Exercise details:
Your reply should hold only the lines from the records below where "affordance" occurs.

[Dataset entries]
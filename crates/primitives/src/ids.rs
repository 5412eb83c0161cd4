use std::fmt;

use serde::{Deserialize, Serialize};

macro_rules! string_id {
	($(#[$meta:meta])* $name:ident) => {
		$(#[$meta])*
		#[derive(Debug, Clone, PartialEq, Eq, Hash, PartialOrd, Ord, Serialize, Deserialize)]
		#[serde(transparent)]
		pub struct $name(String);

		impl $name {
			/// Wraps a raw identifier.
			pub fn new(raw: impl Into<String>) -> Self {
				Self(raw.into())
			}

			/// Returns the raw identifier.
			pub fn as_str(&self) -> &str {
				&self.0
			}
		}

		impl fmt::Display for $name {
			fn fmt(&self, f: &mut fmt::Formatter<'_>) -> fmt::Result {
				f.write_str(&self.0)
			}
		}

		impl From<&str> for $name {
			fn from(raw: &str) -> Self {
				Self(raw.to_owned())
			}
		}

		impl From<String> for $name {
			fn from(raw: String) -> Self {
				Self(raw)
			}
		}
	};
}

string_id! {
	/// Identifier of a loaded document.
	DocumentId
}

string_id! {
	/// Identifier of a node within a loaded document.
	NodeId
}

#[cfg(test)]
mod tests {
	use super::*;

	#[test]
	fn ids_serialize_as_plain_strings() {
		let json = serde_json::to_string(&NodeId::new("node-1")).unwrap();
		assert_eq!(json, "\"node-1\"");

		let id: DocumentId = serde_json::from_str("\"doc7\"").unwrap();
		assert_eq!(id.as_str(), "doc7");
		assert_eq!(id.to_string(), "doc7");
	}
}
//! User-facing strings.

/// Link label when a text representation was found.
pub const SHOW_MORE: &str = "Show more";
/// Link label when the target has no textual content.
pub const SHOW_PREVIEW: &str = "Show preview";
/// Warning shown in place of the popover body when resolution fails.
pub const UNABLE_TO_RETRIEVE: &str = "Unable to retrieve this reference.";
/// Default title of the document preview modal.
pub const PREVIEW_LINK_TITLE: &str = "Preview link";
/// Label of the edit affordance inside the preview modal.
pub const EDIT_REFERENCE: &str = "Edit reference";
/// Label of the preview modal's close button.
pub const CLOSE: &str = "Close";

/// Wraps a text representation in quotation marks.
pub fn quoted(text: &str) -> String {
	format!("“{text}”")
}

/// Message for a target without any textual content.
pub fn no_textual_content(markup_label: &str) -> String {
	format!("This {markup_label} does not contain any textual content.")
}

/// Popover heading, e.g. "Cross link to the figure:".
pub fn heading(reference_label: &str, target_label: &str) -> String {
	format!("{} to the {target_label}:", upper_case_first_letter(reference_label))
}

fn upper_case_first_letter(text: &str) -> String {
	let mut chars = text.chars();
	match chars.next() {
		Some(first) => first.to_uppercase().chain(chars).collect(),
		None => String::new(),
	}
}
use serde::{Deserialize, Serialize};

use crate::{DocumentId, NodeId};

/// Raw, unresolved target of a reference.
///
/// The raw string is opaque: it is whatever the reference's target query
/// produced, or a permanent id that still has to go through the registry.
#[derive(Debug, Clone, PartialEq, Eq)]
pub struct ReferenceTarget {
	/// Raw target text.
	pub raw: String,
	/// Whether `raw` is a permanent id rather than a direct locator.
	pub is_permanent_id: bool,
}

impl ReferenceTarget {
	/// Creates a direct target.
	pub fn direct(raw: impl Into<String>) -> Self {
		Self {
			raw: raw.into(),
			is_permanent_id: false,
		}
	}

	/// Creates a permanent id target.
	pub fn permanent(raw: impl Into<String>) -> Self {
		Self {
			raw: raw.into(),
			is_permanent_id: true,
		}
	}

	/// Returns true when there is nothing to resolve yet.
	pub fn is_empty(&self) -> bool {
		self.raw.trim().is_empty()
	}
}

/// Metadata carried alongside a target, usually from the permanent id registry.
#[derive(Debug, Clone, Default, PartialEq, Eq, Serialize, Deserialize)]
pub struct TargetMetadata {
	/// Title to display instead of querying the target node.
	#[serde(default, skip_serializing_if = "Option::is_none")]
	pub title: Option<String>,
}

impl TargetMetadata {
	/// Returns the title when it is present and non-empty.
	pub fn non_empty_title(&self) -> Option<&str> {
		self.title.as_deref().filter(|title| !title.is_empty())
	}
}

/// Concrete location a reference points to.
///
/// A missing `node_id` means the root of the document.
#[derive(Debug, Clone, PartialEq, Eq, Serialize, Deserialize)]
#[serde(rename_all = "camelCase")]
pub struct ResolvedTarget {
	/// Document containing the target.
	pub document_id: DocumentId,
	/// Target node, or `None` for the document root.
	#[serde(default, skip_serializing_if = "Option::is_none")]
	pub node_id: Option<NodeId>,
	/// Optional metadata, e.g. a registry-provided title.
	#[serde(default, skip_serializing_if = "Option::is_none")]
	pub metadata: Option<TargetMetadata>,
}

impl ResolvedTarget {
	/// Creates a target without metadata.
	pub fn new(document_id: DocumentId, node_id: Option<NodeId>) -> Self {
		Self {
			document_id,
			node_id,
			metadata: None,
		}
	}

	/// Attaches metadata, replacing any present.
	pub fn with_metadata(mut self, metadata: Option<TargetMetadata>) -> Self {
		self.metadata = metadata;
		self
	}

	/// Returns the metadata title when it is present and non-empty.
	pub fn metadata_title(&self) -> Option<&str> {
		self.metadata.as_ref().and_then(TargetMetadata::non_empty_title)
	}
}

#[cfg(test)]
mod tests {
	use super::*;

	#[test]
	fn whitespace_target_is_empty() {
		assert!(ReferenceTarget::direct("  ").is_empty());
		assert!(!ReferenceTarget::permanent("perm-42").is_empty());
	}

	#[test]
	fn empty_metadata_title_is_ignored() {
		let target = ResolvedTarget::new("doc".into(), None).with_metadata(Some(TargetMetadata {
			title: Some(String::new()),
		}));
		assert_eq!(target.metadata_title(), None);
	}

	#[test]
	fn resolved_target_omits_absent_fields() {
		let target = ResolvedTarget::new("doc7".into(), None);
		let json = serde_json::to_value(&target).unwrap();
		assert_eq!(json, serde_json::json!({ "documentId": "doc7" }));
	}
}
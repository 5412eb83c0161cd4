//! Cross reference popovers for structured documents.
//!
//! A reference element points at a target through an opaque string: an href,
//! a permanent id, or whatever its target query yields. This crate turns that
//! string into a concrete document/node location, derives the labels and
//! preview text a popover shows for it, and gates the preview, edit and delete
//! actions on the reference.
//!
//! - [`resolver`]: permanent id indirection and the integrator's resolution callback.
//! - [`labels`]: markup labels and the title text fallback chain.
//! - [`popover`]: the generation-checked resolution state machine.
//! - [`actions`]: action availability and operation payloads.
//! - [`preview`]: the document preview modal opened by the preview action.
//!
//! Everything the editor owns (documents, queries, operations, highlighting) is
//! reached through the collaborator traits in [`host`].

pub mod actions;
pub mod config;
pub mod error;
pub mod host;
pub mod labels;
pub mod messages;
pub mod popover;
pub mod preview;
pub mod resolver;

/// In-memory host fakes for tests.
#[doc(hidden)]
pub mod test_helpers;

pub use actions::{ActionAvailability, ReferenceActionGate, ReferenceOperationData};
pub use config::{PopoverConfig, PopoverData};
pub use error::{BoxError, ConfigError, OperationError, QueryError, ResolutionError};
pub use host::{
	DocumentStore, Host, NodeHighlighter, OperationExecutor, PermanentIdEntry, PermanentIdRegistry, QueryEngine,
	ReferenceResolver, StructuralQuery,
};
pub use labels::{DerivedLabels, LabelDeriver, PreviewVerb, ReferenceContext};
pub use popover::{PopoverBody, ReferencePopover, ResolutionEvent, ResolutionState};
pub use preview::{DocumentPreviewModal, EditReferenceOutcome, ModalKey, PreviewModalData};
pub use resolver::{HrefResolver, Resolution, TargetResolver, query_raw_target};
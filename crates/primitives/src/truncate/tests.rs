use proptest::prelude::*;

use super::*;

#[test]
fn short_text_is_unchanged() {
	assert_eq!(truncate("figure", 140), "figure");
	assert_eq!(truncate("", 3), "");
	assert_eq!(truncate("abc", 3), "abc");
}

#[test]
fn long_text_keeps_prefix_and_ellipsis() {
	assert_eq!(truncate("abcdef", 4), "abc…");
	assert_eq!(truncate("ab", 1), "…");
}

#[test]
fn cuts_mid_word() {
	assert_eq!(truncate("hello wonderful world", 9), "hello wo…");
}

#[test]
fn counts_characters_not_bytes() {
	assert_eq!(truncate("ééééé", 5), "ééééé");
	assert_eq!(truncate("éééééé", 5), "éééé…");
}

#[test]
fn zero_length_yields_empty() {
	assert_eq!(truncate("abc", 0), "");
}

#[test]
fn two_hundred_chars_at_preview_length() {
	let title = "x".repeat(200);
	let out = truncate(&title, 140);
	assert_eq!(out.chars().count(), 140);
	assert!(out.starts_with(&"x".repeat(139)));
	assert!(out.ends_with(ELLIPSIS));
}

proptest! {
	#[test]
	fn truncation_is_idempotent(text in ".{0,80}", max_len in 1usize..40) {
		let once = truncate(&text, max_len);
		prop_assert_eq!(truncate(&once, max_len), once);
	}

	#[test]
	fn truncation_respects_length_bound(text in ".{0,80}", max_len in 1usize..40) {
		let len = text.chars().count();
		let out = truncate(&text, max_len);
		prop_assert!(out.chars().count() <= max_len);
		if len <= max_len {
			prop_assert_eq!(out, text);
		}
	}
}
//! Reference popover session.
//!
//! A [`ReferencePopover`] drives one open popover: it resolves the reference
//! target in the background, derives labels once resolved, and runs the gated
//! reference actions.
//!
//! Every resolution attempt is tagged with a generation. Completions arrive as
//! [`ResolutionEvent`]s and are committed only when their generation is still
//! current and the popover has not been closed; anything else is dropped.
//! Requests are cancellable: starting a new attempt or closing the popover
//! cancels the one in flight.

use std::sync::Arc;

use crossref_primitives::{NodeId, ResolvedTarget};
use tokio::sync::mpsc;
use tokio_util::sync::CancellationToken;

use crate::actions::{ActionAvailability, ReferenceActionGate};
use crate::config::{PopoverConfig, PopoverData};
use crate::error::ResolutionError;
use crate::host::{Host, ReferenceResolver};
use crate::labels::{DerivedLabels, LabelDeriver, ReferenceContext};
use crate::messages;
use crate::resolver::{Resolution, TargetResolver, query_raw_target};

/// Resolution lifecycle of a popover.
#[derive(Debug, Clone, Default, PartialEq, Eq)]
pub enum ResolutionState {
	/// No target yet, or a request is in flight.
	#[default]
	Loading,
	/// The target resolved.
	Resolved(ResolvedTarget),
	/// Resolution failed; reopening the popover retries.
	Error,
}

/// Completion of one resolution attempt.
#[derive(Debug)]
pub struct ResolutionEvent {
	/// Generation the attempt was started under.
	pub generation: u64,
	/// Attempt outcome.
	pub outcome: Result<Resolution, ResolutionError>,
}

/// Popover body view-model.
#[derive(Debug, Clone, PartialEq, Eq)]
pub enum PopoverBody {
	/// Resolution in progress.
	Loading,
	/// Resolution failed.
	Unavailable {
		/// Warning line.
		message: &'static str,
	},
	/// Resolved reference description.
	Reference {
		/// E.g. "Cross link to the figure:".
		heading: String,
		/// Quoted preview text or the no-content message.
		text: String,
		/// Label of the preview link.
		preview_label: &'static str,
	},
}

/// State machine and actions for one open reference popover.
///
/// Resolution tasks are spawned on the ambient tokio runtime.
pub struct ReferencePopover {
	host: Host,
	config: Arc<PopoverConfig>,
	data: PopoverData,
	resolver: TargetResolver,
	gate: ReferenceActionGate,
	state: ResolutionState,
	labels: Option<DerivedLabels>,
	generation: u64,
	in_flight: Option<CancellationToken>,
	closed: bool,
	events_tx: mpsc::UnboundedSender<ResolutionEvent>,
	events_rx: mpsc::UnboundedReceiver<ResolutionEvent>,
}

impl ReferencePopover {
	/// Creates a popover for one reference. Nothing is resolved until
	/// [`Self::open`] or [`Self::on_target_changed`] is called.
	pub fn new(host: Host, config: Arc<PopoverConfig>, data: PopoverData, resolver: Arc<dyn ReferenceResolver>) -> Self {
		let (events_tx, events_rx) = mpsc::unbounded_channel();
		let gate = ReferenceActionGate::new(&data, &config.default_delete_operation);
		Self {
			resolver: TargetResolver::new(host.registry.clone(), resolver),
			host,
			config,
			data,
			gate,
			state: ResolutionState::Loading,
			labels: None,
			generation: 0,
			in_flight: None,
			closed: false,
			events_tx,
			events_rx,
		}
	}

	/// Evaluates the target query against the reference node and starts
	/// resolving the result. Call again when the reference's target changed.
	pub fn open(&mut self) -> u64 {
		let raw = query_raw_target(
			self.host.queries.as_ref(),
			&self.data.target_query,
			self.data.context_node_id.as_ref(),
		);
		self.on_target_changed(raw)
	}

	/// Starts a new resolution attempt for `raw` and returns its generation.
	///
	/// The previous attempt is cancelled and the state resets to
	/// [`ResolutionState::Loading`]. An absent or empty target stays loading.
	pub fn on_target_changed(&mut self, raw: Option<String>) -> u64 {
		if self.closed {
			tracing::trace!(generation = self.generation, "popover.retarget.after_close");
			return self.generation;
		}

		self.cancel_in_flight();
		self.generation = self.generation.wrapping_add(1);
		let generation = self.generation;
		self.state = ResolutionState::Loading;
		self.labels = None;

		let target = self.data.reference_target(raw.unwrap_or_default());
		if target.is_empty() {
			tracing::debug!(generation, "popover.resolve.no_target");
			return generation;
		}

		tracing::debug!(generation, target = %target.raw, permanent = target.is_permanent_id, "popover.resolve.start");
		let cancel = CancellationToken::new();
		self.in_flight = Some(cancel.clone());

		let resolver = self.resolver.clone();
		let events_tx = self.events_tx.clone();
		tokio::spawn(async move {
			let outcome = tokio::select! {
				_ = cancel.cancelled() => return,
				outcome = resolver.resolve(&target) => outcome,
			};

			if cancel.is_cancelled() {
				return;
			}

			let _ = events_tx.send(ResolutionEvent { generation, outcome });
		});

		generation
	}

	/// Applies every completion that already arrived. Returns how many were
	/// committed.
	pub fn drain_events(&mut self) -> usize {
		let mut committed = 0;
		while let Ok(event) = self.events_rx.try_recv() {
			if self.handle_event(event) {
				committed += 1;
			}
		}
		committed
	}

	/// Waits for the next completion and applies it. Returns whether it was
	/// committed; returns `false` immediately when nothing is in flight.
	pub async fn next_event(&mut self) -> bool {
		if self.in_flight.is_none() && self.events_rx.is_empty() {
			return false;
		}
		match self.events_rx.recv().await {
			Some(event) => self.handle_event(event),
			None => false,
		}
	}

	/// Commits `event` if it belongs to the current generation of an open
	/// popover. Returns whether the state changed.
	pub fn handle_event(&mut self, event: ResolutionEvent) -> bool {
		let ResolutionEvent { generation, outcome } = event;
		if self.closed {
			tracing::trace!(generation, "popover.resolve.discard_closed");
			return false;
		}
		if generation != self.generation {
			tracing::trace!(generation, current = self.generation, "popover.resolve.discard_stale");
			return false;
		}

		self.in_flight = None;
		self.labels = None;
		self.state = match outcome {
			Ok(Resolution::Resolved(target)) => {
				tracing::debug!(generation, document = %target.document_id, node = ?target.node_id, "popover.resolve.done");
				ResolutionState::Resolved(target)
			}
			Ok(Resolution::Pending) => ResolutionState::Loading,
			Err(error) => {
				tracing::warn!(generation, %error, "{}", messages::UNABLE_TO_RETRIEVE);
				ResolutionState::Error
			}
		};
		true
	}

	/// Current resolution state.
	pub fn state(&self) -> &ResolutionState {
		&self.state
	}

	/// Generation of the latest attempt.
	pub fn generation(&self) -> u64 {
		self.generation
	}

	/// Returns true once the popover was closed.
	pub fn is_closed(&self) -> bool {
		self.closed
	}

	/// The resolved target, if any.
	pub fn target(&self) -> Option<&ResolvedTarget> {
		match &self.state {
			ResolutionState::Resolved(target) => Some(target),
			_ => None,
		}
	}

	/// Labels for the resolved target, derived on first use.
	pub fn labels(&mut self) -> Option<&DerivedLabels> {
		if self.labels.is_none() {
			let ResolutionState::Resolved(target) = &self.state else {
				return None;
			};
			let reference = ReferenceContext {
				context_node_id: self.data.context_node_id.clone(),
				reference_markup_label: self.data.reference_markup_label.clone(),
			};
			let labels = LabelDeriver::new(&self.host, self.config.truncate_length).derive(target, &reference);
			self.labels = Some(labels);
		}
		self.labels.as_ref()
	}

	/// Body view-model for the current state.
	pub fn body(&mut self) -> PopoverBody {
		match self.state {
			ResolutionState::Loading => PopoverBody::Loading,
			ResolutionState::Error => PopoverBody::Unavailable {
				message: messages::UNABLE_TO_RETRIEVE,
			},
			ResolutionState::Resolved(_) => match self.labels() {
				Some(labels) => PopoverBody::Reference {
					heading: labels.heading(),
					text: labels.text_representation.clone(),
					preview_label: labels.preview_verb.label(),
				},
				None => PopoverBody::Loading,
			},
		}
	}

	/// Actions currently offered.
	pub fn availability(&self) -> ActionAvailability {
		if self.closed {
			return ActionAvailability::default();
		}
		self.gate.availability(self.target().is_some())
	}

	/// Opens the document preview for the resolved target. Rejections are
	/// ignored. Returns whether the operation ran.
	pub async fn open_preview(&self) -> bool {
		if !self.availability().can_preview {
			return false;
		}
		let Some(target) = self.target() else {
			return false;
		};
		let payload = self.gate.preview_payload(target);
		match self.host.execute(&self.config.preview_operation, &payload).await {
			Ok(()) => true,
			Err(error) => {
				tracing::debug!(%error, "popover.preview.rejected");
				false
			}
		}
	}

	/// Runs the edit operation for the reference.
	///
	/// When the edit operation is rejected the preview is opened instead, with
	/// the edit affordance embedded. Returns whether the edit operation ran.
	pub async fn edit(&self) -> bool {
		let (Some(operation), Some(payload)) = (self.gate.edit_operation(), self.gate.reference_payload()) else {
			return false;
		};
		if self.closed {
			return false;
		}
		let Err(error) = self.host.execute(operation, &payload).await else {
			return true;
		};
		tracing::info!(%error, "popover.edit.rejected");
		self.open_preview().await;
		false
	}

	/// Runs the delete operation for the reference. Rejections are ignored.
	/// Returns whether the operation ran.
	pub async fn delete(&self) -> bool {
		let (Some(operation), Some(payload)) = (self.gate.delete_operation(), self.gate.reference_payload()) else {
			return false;
		};
		if self.closed {
			return false;
		}
		match self.host.execute(operation, &payload).await {
			Ok(()) => true,
			Err(error) => {
				tracing::debug!(%error, "popover.delete.rejected");
				false
			}
		}
	}

	/// Reference node this popover was opened for.
	pub fn context_node_id(&self) -> Option<&NodeId> {
		self.data.context_node_id.as_ref()
	}

	/// Tears the popover down. In-flight work is cancelled and late
	/// completions are dropped.
	pub fn close(&mut self) {
		if self.closed {
			return;
		}
		self.closed = true;
		self.cancel_in_flight();
		tracing::debug!(generation = self.generation, "popover.close");
	}

	fn cancel_in_flight(&mut self) {
		if let Some(cancel) = self.in_flight.take() {
			cancel.cancel();
		}
	}
}

impl Drop for ReferencePopover {
	fn drop(&mut self) {
		self.cancel_in_flight();
	}
}
//! Error types for reference resolution, operations and configuration.

use std::path::PathBuf;

use thiserror::Error;

/// Boxed error returned by host collaborators.
pub type BoxError = Box<dyn std::error::Error + Send + Sync>;

/// A reference target could not be turned into a concrete document or node.
#[derive(Debug, Error)]
pub enum ResolutionError {
	/// The permanent id registry failed to look up the id.
	#[error("permanent id '{id}' could not be retrieved: {source}")]
	PermanentId {
		/// Permanent id that was looked up.
		id: String,
		/// Registry failure.
		source: BoxError,
	},

	/// The resolution callback rejected the target.
	#[error("reference target '{target}' was rejected: {source}")]
	Rejected {
		/// Raw target handed to the callback.
		target: String,
		/// Callback failure.
		source: BoxError,
	},

	/// Required input for resolution was absent.
	#[error("missing input for reference resolution: {0}")]
	MissingInput(String),
}

/// Executing an operation through the host failed.
#[derive(Debug, Error)]
pub enum OperationError {
	/// The operation executor rejected the operation.
	#[error("operation '{operation}' was rejected: {source}")]
	Rejected {
		/// Operation name.
		operation: String,
		/// Executor failure.
		source: BoxError,
	},

	/// The operation payload could not be encoded.
	#[error("failed to encode operation payload: {0}")]
	Payload(#[from] serde_json::Error),
}

/// A structural query could not be evaluated.
#[derive(Debug, Error)]
#[error("query '{query}' failed: {reason}")]
pub struct QueryError {
	/// Query text.
	pub query: String,
	/// Failure description from the query engine.
	pub reason: String,
}

/// Errors that can occur when loading popover configuration.
#[derive(Debug, Error)]
pub enum ConfigError {
	/// Error parsing TOML syntax or shape.
	#[error("TOML parse error: {0}")]
	Toml(#[from] toml::de::Error),

	/// Error reading a configuration file.
	#[error("I/O error reading {path}: {error}")]
	Io {
		/// Path to the file that failed to read.
		path: PathBuf,
		/// The underlying I/O error.
		error: std::io::Error,
	},

	/// A value is out of range.
	#[error("invalid configuration: {0}")]
	Invalid(String),
}

/// Result type for configuration operations.
pub type Result<T> = std::result::Result<T, ConfigError>;
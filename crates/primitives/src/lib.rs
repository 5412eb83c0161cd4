//! Core types for cross references: document/node identifiers, unresolved and
//! resolved reference targets, and text truncation for popover previews.

/// Identifier types for documents and nodes.
pub mod ids;
/// Reference target types, before and after resolution.
pub mod target;
/// Character-count text truncation.
pub mod truncate;

pub use ids::{DocumentId, NodeId};
pub use target::{ReferenceTarget, ResolvedTarget, TargetMetadata};
pub use truncate::{ELLIPSIS, truncate};
//! Collaborator interfaces consumed by the popover core.
//!
//! The document store, structural query engine, permanent id registry,
//! operation executor and highlighter all belong to the embedding editor. They
//! are injected through [`Host`] so the core holds no process-wide state and can
//! be driven by in-memory fakes.

use std::fmt;
use std::sync::Arc;

use async_trait::async_trait;
use crossref_primitives::{DocumentId, NodeId, ResolvedTarget, TargetMetadata};

use crate::error::{BoxError, QueryError};

/// Structural query evaluated against a single node.
#[derive(Debug, Clone, PartialEq, Eq, Hash)]
pub enum StructuralQuery {
	/// Human-readable name of the node's element type.
	MarkupLabel,
	/// Structurally defined title of the node.
	TitleContent,
	/// Best-effort representative text of the node.
	CuratedText,
	/// Whether the node may not be edited.
	IsNodeReadOnly,
	/// Arbitrary configured expression, e.g. `@href`.
	Expression(String),
}

impl StructuralQuery {
	/// Returns the query text handed to the engine.
	pub fn as_str(&self) -> &str {
		match self {
			Self::MarkupLabel => "markup-label(.)",
			Self::TitleContent => "title-content(.)",
			Self::CuratedText => "curated-text-in-node(.)",
			Self::IsNodeReadOnly => "is-node-read-only(.)",
			Self::Expression(expr) => expr,
		}
	}
}

impl fmt::Display for StructuralQuery {
	fn fmt(&self, f: &mut fmt::Formatter<'_>) -> fmt::Result {
		f.write_str(self.as_str())
	}
}

/// Read access to loaded documents.
pub trait DocumentStore: Send + Sync {
	/// Returns true when the node is loaded.
	fn contains_node(&self, node_id: &NodeId) -> bool;

	/// Returns the root element of a loaded document.
	fn document_element(&self, document_id: &DocumentId) -> Option<NodeId>;

	/// Returns the document a node lives in.
	fn document_id_of(&self, node_id: &NodeId) -> Option<DocumentId>;
}

/// Evaluates structural queries against nodes.
pub trait QueryEngine: Send + Sync {
	/// Evaluates `query` with `node` as context, expecting a string.
	fn evaluate_string(&self, query: &StructuralQuery, node: &NodeId) -> Result<String, QueryError>;

	/// Evaluates `query` with `node` as context, expecting a boolean.
	fn evaluate_boolean(&self, query: &StructuralQuery, node: &NodeId) -> Result<bool, QueryError>;
}

/// Registry entry for a permanent id.
#[derive(Debug, Clone, Default, PartialEq, Eq)]
pub struct PermanentIdEntry {
	/// Raw target the permanent id stands for.
	pub target: String,
	/// Metadata stored with the id.
	pub metadata: TargetMetadata,
}

/// Lookup of permanent ids.
#[async_trait]
pub trait PermanentIdRegistry: Send + Sync {
	/// Retrieves the entry for one permanent id.
	async fn retrieve_single(&self, id: &str) -> Result<PermanentIdEntry, BoxError>;
}

/// Runs named editor operations.
#[async_trait]
pub trait OperationExecutor: Send + Sync {
	/// Executes `name` with a JSON payload.
	async fn execute_operation(&self, name: &str, payload: serde_json::Value) -> Result<(), BoxError>;
}

/// Node highlighting in the editor view.
pub trait NodeHighlighter: Send + Sync {
	/// Registers the color the highlight under `name` is drawn with.
	fn style_highlight(&self, name: &str, color: &str);

	/// Sets or clears (`None`) the highlight registered under `name`.
	fn set_highlight(&self, name: &str, node_id: Option<&NodeId>);

	/// Scrolls the node into the center of its view.
	fn scroll_into_view(&self, node_id: &NodeId);
}

/// Integrator-supplied resolution of raw targets.
///
/// This is the only place that knows a target scheme. Implementations return
/// the document and optional node the raw target points at.
#[async_trait]
pub trait ReferenceResolver: Send + Sync {
	/// Resolves a raw target string.
	async fn resolve_reference(&self, target: &str) -> Result<ResolvedTarget, BoxError>;
}

/// Bundle of host collaborators.
#[derive(Clone)]
pub struct Host {
	/// Loaded documents.
	pub documents: Arc<dyn DocumentStore>,
	/// Structural query engine.
	pub queries: Arc<dyn QueryEngine>,
	/// Permanent id registry.
	pub registry: Arc<dyn PermanentIdRegistry>,
	/// Operation executor.
	pub operations: Arc<dyn OperationExecutor>,
	/// Node highlighter.
	pub highlights: Arc<dyn NodeHighlighter>,
}

impl fmt::Debug for Host {
	fn fmt(&self, f: &mut fmt::Formatter<'_>) -> fmt::Result {
		f.debug_struct("Host").finish_non_exhaustive()
	}
}

impl Host {
	/// Evaluates a string query, treating failures as an empty result.
	pub(crate) fn query_string(&self, query: &StructuralQuery, node: &NodeId) -> Option<String> {
		match self.queries.evaluate_string(query, node) {
			Ok(value) if !value.trim().is_empty() => Some(value),
			Ok(_) => None,
			Err(error) => {
				tracing::debug!(%error, %node, "popover.query.failed");
				None
			}
		}
	}

	/// Executes an operation with a serializable payload.
	pub(crate) async fn execute<P>(&self, operation: &str, payload: &P) -> Result<(), crate::error::OperationError>
	where
		P: serde::Serialize + ?Sized,
	{
		let payload = serde_json::to_value(payload)?;
		tracing::debug!(operation, "popover.operation.execute");
		self.operations
			.execute_operation(operation, payload)
			.await
			.map_err(|source| crate::error::OperationError::Rejected {
				operation: operation.to_owned(),
				source,
			})
	}
}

Result of the exercise:
/// Label of the edit affordance inside the preview modal.
	/// the edit affordance embedded. Returns whether the edit operation ran.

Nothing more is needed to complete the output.